■ Task to carry out: Identify every line in the records below that contains the word "StorageConfig", and copy each of those lines.

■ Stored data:
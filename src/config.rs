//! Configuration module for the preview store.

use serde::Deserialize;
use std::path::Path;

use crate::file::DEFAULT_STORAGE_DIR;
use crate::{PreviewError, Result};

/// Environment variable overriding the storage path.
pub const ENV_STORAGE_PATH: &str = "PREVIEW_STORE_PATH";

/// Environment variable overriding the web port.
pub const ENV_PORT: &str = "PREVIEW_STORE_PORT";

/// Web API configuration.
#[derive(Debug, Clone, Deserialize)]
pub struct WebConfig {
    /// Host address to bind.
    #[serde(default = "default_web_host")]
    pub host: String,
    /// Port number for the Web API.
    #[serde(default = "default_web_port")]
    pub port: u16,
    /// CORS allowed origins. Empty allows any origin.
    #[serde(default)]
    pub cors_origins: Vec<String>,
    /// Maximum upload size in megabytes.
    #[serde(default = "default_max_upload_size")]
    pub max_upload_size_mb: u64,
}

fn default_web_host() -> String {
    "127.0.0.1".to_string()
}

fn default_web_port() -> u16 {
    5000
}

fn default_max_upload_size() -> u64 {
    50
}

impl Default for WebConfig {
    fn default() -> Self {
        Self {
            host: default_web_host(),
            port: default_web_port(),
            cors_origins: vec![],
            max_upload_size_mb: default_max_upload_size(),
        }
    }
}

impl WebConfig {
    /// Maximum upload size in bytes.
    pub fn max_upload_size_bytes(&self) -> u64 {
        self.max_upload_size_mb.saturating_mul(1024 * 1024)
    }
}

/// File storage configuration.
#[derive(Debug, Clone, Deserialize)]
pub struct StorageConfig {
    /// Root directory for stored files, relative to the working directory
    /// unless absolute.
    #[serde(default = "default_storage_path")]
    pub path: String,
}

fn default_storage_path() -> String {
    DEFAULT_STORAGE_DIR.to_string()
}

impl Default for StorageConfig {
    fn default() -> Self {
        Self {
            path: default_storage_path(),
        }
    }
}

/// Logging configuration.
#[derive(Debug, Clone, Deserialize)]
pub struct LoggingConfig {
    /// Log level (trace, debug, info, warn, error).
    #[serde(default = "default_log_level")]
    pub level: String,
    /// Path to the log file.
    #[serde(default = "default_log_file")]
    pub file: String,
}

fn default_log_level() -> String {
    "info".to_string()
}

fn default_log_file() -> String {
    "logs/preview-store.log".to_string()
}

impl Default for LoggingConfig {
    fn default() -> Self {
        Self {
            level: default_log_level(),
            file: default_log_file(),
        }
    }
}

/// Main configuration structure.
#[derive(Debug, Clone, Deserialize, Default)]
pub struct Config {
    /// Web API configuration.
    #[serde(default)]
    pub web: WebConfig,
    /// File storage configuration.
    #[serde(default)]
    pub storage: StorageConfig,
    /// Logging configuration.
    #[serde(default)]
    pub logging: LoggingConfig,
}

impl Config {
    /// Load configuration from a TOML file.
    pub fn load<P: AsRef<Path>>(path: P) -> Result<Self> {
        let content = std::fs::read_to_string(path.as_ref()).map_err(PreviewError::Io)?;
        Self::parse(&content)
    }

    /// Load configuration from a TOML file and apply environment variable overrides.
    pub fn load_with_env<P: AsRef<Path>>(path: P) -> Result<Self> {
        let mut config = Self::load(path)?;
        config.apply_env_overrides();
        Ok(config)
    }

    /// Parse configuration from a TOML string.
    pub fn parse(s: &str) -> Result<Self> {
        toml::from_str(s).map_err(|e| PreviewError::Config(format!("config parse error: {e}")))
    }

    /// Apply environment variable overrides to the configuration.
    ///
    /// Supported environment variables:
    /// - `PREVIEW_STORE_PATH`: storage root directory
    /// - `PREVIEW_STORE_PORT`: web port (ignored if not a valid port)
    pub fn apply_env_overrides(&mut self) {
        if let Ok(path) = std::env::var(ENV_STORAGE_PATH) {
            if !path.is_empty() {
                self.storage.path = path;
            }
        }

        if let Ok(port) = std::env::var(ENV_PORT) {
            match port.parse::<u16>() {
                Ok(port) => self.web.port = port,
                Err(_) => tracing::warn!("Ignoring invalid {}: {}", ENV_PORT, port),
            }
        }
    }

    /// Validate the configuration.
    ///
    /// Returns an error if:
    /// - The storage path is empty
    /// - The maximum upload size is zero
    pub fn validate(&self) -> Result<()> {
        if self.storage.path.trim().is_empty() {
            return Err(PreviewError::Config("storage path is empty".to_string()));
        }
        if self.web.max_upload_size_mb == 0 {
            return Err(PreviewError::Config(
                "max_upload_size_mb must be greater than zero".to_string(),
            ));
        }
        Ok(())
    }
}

■ Completed exercise:
pub struct StorageConfig {
impl Default for StorageConfig {
    pub storage: StorageConfig,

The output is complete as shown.